• _Task goal_:
Restate the records underneath, keeping each one exactly the same.

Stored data
// Reqwest-backed OpenAI client covering the three request shapes the bot
// needs: chat completion, vision-on-image and audio transcription.

use crate::core::openai::{ChatMessage, OpenAiError, OpenAiProvider, TranscriptionRequest};
use async_trait::async_trait;
use base64::Engine;
use reqwest::multipart::{Form, Part};
use reqwest::Client;
use serde_json::json;

const API_BASE: &str = "https://api.openai.com/v1";

pub struct OpenAiClient {
    client: Client,
    api_key: String,
}

impl OpenAiClient {
    pub fn new(api_key: String) -> Self {
        Self {
            client: Client::new(),
            // Keys pasted into .env files pick up stray whitespace easily.
            api_key: api_key.trim().to_string(),
        }
    }

    fn auth_header(&self) -> String {
        format!("Bearer {}", self.api_key)
    }

    /// Extract `choices[0].message.content` from a completion response.
    fn completion_text(body: serde_json::Value) -> Result<String, OpenAiError> {
        body["choices"][0]["message"]["content"]
            .as_str()
            .map(|s| s.to_string())
            .ok_or_else(|| OpenAiError::BadResponse("no message content in completion".into()))
    }
}

/// Map a non-success HTTP response to the typed failure taxonomy.
fn classify_error(status: u16, body: &str) -> OpenAiError {
    let detail: serde_json::Value = serde_json::from_str(body).unwrap_or_default();
    let code = detail["error"]["code"].as_str().unwrap_or_default();
    let message = detail["error"]["message"]
        .as_str()
        .unwrap_or(body)
        .to_string();

    match status {
        401 => OpenAiError::InvalidCredential,
        429 if code == "insufficient_quota" => OpenAiError::QuotaExceeded,
        429 => OpenAiError::RateLimited,
        404 if code == "model_not_found" => OpenAiError::ModelUnavailable(message),
        404 => OpenAiError::ModelUnavailable(message),
        _ => OpenAiError::Api { status, message },
    }
}

async fn parse_response(response: reqwest::Response) -> Result<serde_json::Value, OpenAiError> {
    let status = response.status();
    if !status.is_success() {
        let body = response.text().await.unwrap_or_default();
        return Err(classify_error(status.as_u16(), &body));
    }
    response
        .json()
        .await
        .map_err(|e| OpenAiError::Transport(e.to_string()))
}

#[async_trait]
impl OpenAiProvider for OpenAiClient {
    async fn chat(
        &self,
        messages: &[ChatMessage],
        model: &str,
        max_tokens: u32,
    ) -> Result<String, OpenAiError> {
        let payload = json!({
            "model": model,
            "messages": messages,
            "max_tokens": max_tokens,
        });

        let response = self
            .client
            .post(format!("{API_BASE}/chat/completions"))
            .header("Authorization", self.auth_header())
            .json(&payload)
            .send()
            .await
            .map_err(|e| OpenAiError::Transport(e.to_string()))?;

        Self::completion_text(parse_response(response).await?)
    }

    async fn vision(
        &self,
        prompt: &str,
        image: &[u8],
        model: &str,
        max_tokens: u32,
    ) -> Result<String, OpenAiError> {
        let encoded = base64::engine::general_purpose::STANDARD.encode(image);
        let payload = json!({
            "model": model,
            "messages": [{
                "role": "user",
                "content": [
                    { "type": "text", "text": prompt },
                    {
                        "type": "image_url",
                        "image_url": { "url": format!("data:image/jpeg;base64,{encoded}") }
                    }
                ]
            }],
            "max_tokens": max_tokens,
        });

        let response = self
            .client
            .post(format!("{API_BASE}/chat/completions"))
            .header("Authorization", self.auth_header())
            .json(&payload)
            .send()
            .await
            .map_err(|e| OpenAiError::Transport(e.to_string()))?;

        Self::completion_text(parse_response(response).await?)
    }

    async fn transcribe(
        &self,
        request: &TranscriptionRequest,
        model: &str,
    ) -> Result<String, OpenAiError> {
        let file_part = Part::bytes(request.audio.clone())
            .file_name(request.filename.clone())
            .mime_str("application/octet-stream")
            .map_err(|e| OpenAiError::Transport(e.to_string()))?;

        let mut form = Form::new()
            .part("file", file_part)
            .text("model", model.to_string())
            .text("response_format", "text");
        if let Some(language) = &request.language {
            form = form.text("language", language.clone());
        }
        if let Some(prompt) = &request.prompt {
            form = form.text("prompt", prompt.clone());
        }

        let response = self
            .client
            .post(format!("{API_BASE}/audio/transcriptions"))
            .header("Authorization", self.auth_header())
            .multipart(form)
            .send()
            .await
            .map_err(|e| OpenAiError::Transport(e.to_string()))?;

        let status = response.status();
        if !status.is_success() {
            let body = response.text().await.unwrap_or_default();
            return Err(classify_error(status.as_u16(), &body));
        }

        // response_format=text means the body is the transcript itself.
        let text = response
            .text()
            .await
            .map_err(|e| OpenAiError::Transport(e.to_string()))?;
        Ok(text.trim().to_string())
    }
}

• _Answer space_:
// Reqwest-backed OpenAI client covering the three request shapes the bot
// needs: chat completion, vision-on-image and audio transcription.

use crate::core::openai::{ChatMessage, OpenAiError, OpenAiProvider, TranscriptionRequest};
use async_trait::async_trait;
use base64::Engine;
use reqwest::multipart::{Form, Part};
use reqwest::Client;
use serde_json::json;

const API_BASE: &str = "https://api.openai.com/v1";

pub struct OpenAiClient {
    client: Client,
    api_key: String,
}

impl OpenAiClient {
    pub fn new(api_key: String) -> Self {
        Self {
            client: Client::new(),
            // Keys pasted into .env files pick up stray whitespace easily.
            api_key: api_key.trim().to_string(),
        }
    }

    fn auth_header(&self) -> String {
        format!("Bearer {}", self.api_key)
    }

    /// Extract `choices[0].message.content` from a completion response.
    fn completion_text(body: serde_json::Value) -> Result<String, OpenAiError> {
        body["choices"][0]["message"]["content"]
            .as_str()
            .map(|s| s.to_string())
            .ok_or_else(|| OpenAiError::BadResponse("no message content in completion".into()))
    }
}

/// Map a non-success HTTP response to the typed failure taxonomy.
fn classify_error(status: u16, body: &str) -> OpenAiError {
    let detail: serde_json::Value = serde_json::from_str(body).unwrap_or_default();
    let code = detail["error"]["code"].as_str().unwrap_or_default();
    let message = detail["error"]["message"]
        .as_str()
        .unwrap_or(body)
        .to_string();

    match status {
        401 => OpenAiError::InvalidCredential,
        429 if code == "insufficient_quota" => OpenAiError::QuotaExceeded,
        429 => OpenAiError::RateLimited,
        404 if code == "model_not_found" => OpenAiError::ModelUnavailable(message),
        404 => OpenAiError::ModelUnavailable(message),
        _ => OpenAiError::Api { status, message },
    }
}

async fn parse_response(response: reqwest::Response) -> Result<serde_json::Value, OpenAiError> {
    let status = response.status();
    if !status.is_success() {
        let body = response.text().await.unwrap_or_default();
        return Err(classify_error(status.as_u16(), &body));
    }
    response
        .json()
        .await
        .map_err(|e| OpenAiError::Transport(e.to_string()))
}

#[async_trait]
impl OpenAiProvider for OpenAiClient {
    async fn chat(
        &self,
        messages: &[ChatMessage],
        model: &str,
        max_tokens: u32,
    ) -> Result<String, OpenAiError> {
        let payload = json!({
            "model": model,
            "messages": messages,
            "max_tokens": max_tokens,
        });

        let response = self
            .client
            .post(format!("{API_BASE}/chat/completions"))
            .header("Authorization", self.auth_header())
            .json(&payload)
            .send()
            .await
            .map_err(|e| OpenAiError::Transport(e.to_string()))?;

        Self::completion_text(parse_response(response).await?)
    }

    async fn vision(
        &self,
        prompt: &str,
        image: &[u8],
        model: &str,
        max_tokens: u32,
    ) -> Result<String, OpenAiError> {
        let encoded = base64::engine::general_purpose::STANDARD.encode(image);
        let payload = json!({
            "model": model,
            "messages": [{
                "role": "user",
                "content": [
                    { "type": "text", "text": prompt },
                    {
                        "type": "image_url",
                        "image_url": { "url": format!("data:image/jpeg;base64,{encoded}") }
                    }
                ]
            }],
            "max_tokens": max_tokens,
        });

        let response = self
            .client
            .post(format!("{API_BASE}/chat/completions"))
            .header("Authorization", self.auth_header())
            .json(&payload)
            .send()
            .await
            .map_err(|e| OpenAiError::Transport(e.to_string()))?;

        Self::completion_text(parse_response(response).await?)
    }

    async fn transcribe(
        &self,
        request: &TranscriptionRequest,
        model: &str,
    ) -> Result<String, OpenAiError> {
        let file_part = Part::bytes(request.audio.clone())
            .file_name(request.filename.clone())
            .mime_str("application/octet-stream")
            .map_err(|e| OpenAiError::Transport(e.to_string()))?;

        let mut form = Form::new()
            .part("file", file_part)
            .text("model", model.to_string())
            .text("response_format", "text");
        if let Some(language) = &request.language {
            form = form.text("language", language.clone());
        }
        if let Some(prompt) = &request.prompt {
            form = form.text("prompt", prompt.clone());
        }

        let response = self
            .client
            .post(format!("{API_BASE}/audio/transcriptions"))
            .header("Authorization", self.auth_header())
            .multipart(form)
            .send()
            .await
            .map_err(|e| OpenAiError::Transport(e.to_string()))?;

        let status = response.status();
        if !status.is_success() {
            let body = response.text().await.unwrap_or_default();
            return Err(classify_error(status.as_u16(), &body));
        }

        // response_format=text means the body is the transcript itself.
        let text = response
            .text()
            .await
            .map_err(|e| OpenAiError::Transport(e.to_string()))?;
        Ok(text.trim().to_string())
    }
}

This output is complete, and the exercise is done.